# Just did a resonator delete on the Goat



## Zdenek2334 (Sep 7, 2010)

Hey guys, I'm just posting this because I've been seeing a lot of posts on this lately. I've been wanting to cut that damn resonator off for so long now and today I finally did it  A lot of people have been asking about it lately, and I think it's definitely worth the hour and a half or so that it took to get it right. You really can do everything yourself. I did it at school so I had a lift which was extremely useful. I unbolted the exhaust and just cut that stupid resonator clean off  All i did was go to Advance Auto and got two pieces of 2 1/2 inch pipe that were roughly 18" long. I measured them up, cut off roughly 6", then welded the pipes to the flange that connects to the midpipes. I then used clamps and bolted everything back up again and there was a noticeable sound difference from the turn of the key. It's more aggressive, and sound really wakes up once you hit about 2500-3000 RPM. All you need is some type of saws-all or a bandsaw and a welder plus the pipe. It was a fairly easy, and everything went smooth. If anybody is interested in doing this theirself and saving money this is something I recommend doing. I will post pics if anyone is interested.


----------



## Bluegoat05 (Mar 22, 2010)

thats what i've been telling everyone but they always say go with the x pipe because of the popping personally i think the popping is bad ass!! the x pipe sucks it drones and is WAY less aggressive than the STOCK resonator! i dont know what it is with people ha ha you did it the right way my friend!:cheers maybe its just the younger crowd like us that want our cars to be deep and mean! now you just need to get rid of the mufflers:cheers


----------



## Noob1986 (Jan 9, 2010)

Bluegoat05 said:


> ... personally i think the popping is bad ass!!

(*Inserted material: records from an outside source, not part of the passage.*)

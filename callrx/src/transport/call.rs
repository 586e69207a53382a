use std::error::Error as StdError;
use std::io;
use std::sync::atomic::{AtomicBool, Ordering};
use std::sync::{Arc, Mutex, PoisonError};

use bytes::Bytes;
use callrx_core::{Call, CallError, Callback, Outcome, Response, TransportError};
use http_body_util::{BodyExt, Full};
use hyper::ext::ReasonPhrase;
use tokio::runtime::Handle;
use tokio::sync::Notify;

use super::converter::Converter;
use super::hyper::HyperClient;

/// One HTTP request, runnable once.
///
/// Enqueueing spawns the request on the transport's runtime. The response
/// body is buffered in full before the outcome is reported, so the callback
/// sees either a complete [`Response`] or a [`TransportError`].
pub struct HyperCall<T> {
    client: HyperClient,
    handle: Handle,
    request: Mutex<Option<http::Request<Bytes>>>,
    converter: Arc<dyn Converter<T>>,
    executed: AtomicBool,
    canceled: Arc<AtomicBool>,
    cancel: Arc<Notify>,
}

impl<T: Send + 'static> HyperCall<T> {
    pub(crate) fn new(
        client: HyperClient,
        handle: Handle,
        request: http::Request<Bytes>,
        converter: Arc<dyn Converter<T>>,
    ) -> Self {
        Self {
            client,
            handle,
            request: Mutex::new(Some(request)),
            converter,
            executed: AtomicBool::new(false),
            canceled: Arc::new(AtomicBool::new(false)),
            cancel: Arc::new(Notify::new()),
        }
    }
}

impl<T> std::fmt::Debug for HyperCall<T> {
    fn fmt(&self, f: &mut std::fmt::Formatter<'_>) -> std::fmt::Result {
        f.debug_struct("HyperCall")
            .field("executed", &self.executed.load(Ordering::Acquire))
            .field("canceled", &self.canceled.load(Ordering::Acquire))
            .finish_non_exhaustive()
    }
}

impl<T: Send + 'static> Call for HyperCall<T> {
    type Body = T;

    fn enqueue(&self, callback: Callback<T>) -> Result<(), CallError> {
        if self.executed.swap(true, Ordering::AcqRel) {
            return Err(CallError::already_executed());
        }
        let request = self
            .request
            .lock()
            .unwrap_or_else(PoisonError::into_inner)
            .take()
            .ok_or_else(CallError::already_executed)?;

        let client = self.client.clone();
        let converter = self.converter.clone();
        let canceled = self.canceled.clone();
        let cancel = self.cancel.clone();

        #[cfg(feature = "tracing")]
        tracing::debug!(method = %request.method(), uri = %request.uri(), "sending request");

        self.handle.spawn(async move {
            let outcome = if canceled.load(Ordering::Acquire) {
                Err(TransportError::Canceled)
            } else {
                tokio::select! {
                    _ = cancel.notified() => Err(TransportError::Canceled),
                    outcome = execute(client, request, converter) => outcome,
                }
            };

            #[cfg(feature = "tracing")]
            match &outcome {
                Ok(response) => tracing::debug!(status = response.code(), "request finished"),
                Err(err) => tracing::debug!(error = %err, "request failed"),
            }

            callback(outcome);
        });
        Ok(())
    }

    fn cancel(&self) {
        if !self.canceled.swap(true, Ordering::AcqRel) {
            // Stores a permit if the request task is not waiting yet.
            self.cancel.notify_one();
        }
    }

    fn is_executed(&self) -> bool {
        self.executed.load(Ordering::Acquire)
    }

    fn is_canceled(&self) -> bool {
        self.canceled.load(Ordering::Acquire)
    }
}

async fn execute<T: Send + 'static>(
    client: HyperClient,
    request: http::Request<Bytes>,
    converter: Arc<dyn Converter<T>>,
) -> Outcome<T> {
    let response = client
        .request(request.map(Full::new))
        .await
        .map_err(request_error)?;

    let (parts, body) = response.into_parts();
    let bytes = body
        .collect()
        .await
        .map_err(|e| body_error(&e))?
        .to_bytes();

    let reason = parts
        .extensions
        .get::<ReasonPhrase>()
        .and_then(|reason| std::str::from_utf8(reason.as_bytes()).ok())
        .map(str::to_owned);

    let response = if parts.status.is_success() {
        Response::success_with_status(parts.status, converter.convert(bytes)?)
    } else {
        Response::error(parts.status, bytes)
    };
    let response = response
        .map_err(|e| TransportError::Decode(e.to_string()))?
        .with_headers(parts.headers);

    Ok(match reason {
        Some(reason) => response.with_reason(reason),
        None => response,
    })
}

fn request_error(err: hyper_util::client::legacy::Error) -> TransportError {
    if err.is_connect() {
        return TransportError::Connect(err.to_string());
    }
    body_error(&err)
}

/// Prefer the kind of an underlying I/O error; a peer that hangs up
/// mid-message has none, so report it as an unexpected EOF.
fn body_error(err: &(dyn StdError + 'static)) -> TransportError {
    let mut source = Some(err);
    while let Some(current) = source {
        if let Some(io) = current.downcast_ref::<io::Error>() {
            return TransportError::io(io.kind(), err.to_string());
        }
        source = current.source();
    }
    TransportError::io(io::ErrorKind::UnexpectedEof, err.to_string())
}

:agree I cant understand why people hate on the popping... i LOVE it! Its good to see im not the only one


----------



## Zdenek2334 (Sep 7, 2010)

Bluegoat05 said:


> ... now you just need to get rid of the mufflers:cheers


Oh dear lord :lol:

Do you have stripes on your car? It's hard too see the picture kinda. Are they white? I was considering stripes but idk... and yeah the sound is bad ass. i honestly may eventually go with the spintech setup, but idk maybe I just wont waste my money


----------



## poof1887 (Sep 21, 2010)

I did a resonater delete earlier today, it was both sound and function motivated. 1 I wanted a better sound and 2 my resonator was smacking my aluminum drive shaft with every bump i hit. Took it over to a muffler shop today and they cut off the resonator and put up 2 pieces of straight pipe and welded it all together for $65 bucks. I have a stock exhaust otherwise, but there is def a sound difference and an immediately noticable power difference. Now I just need to get some headers and the flowmaster axle backs I want and she will really purrr just they way I want her to!


----------



## dms1000 (Aug 23, 2010)

What's the sound level in the car w/o the resonator? 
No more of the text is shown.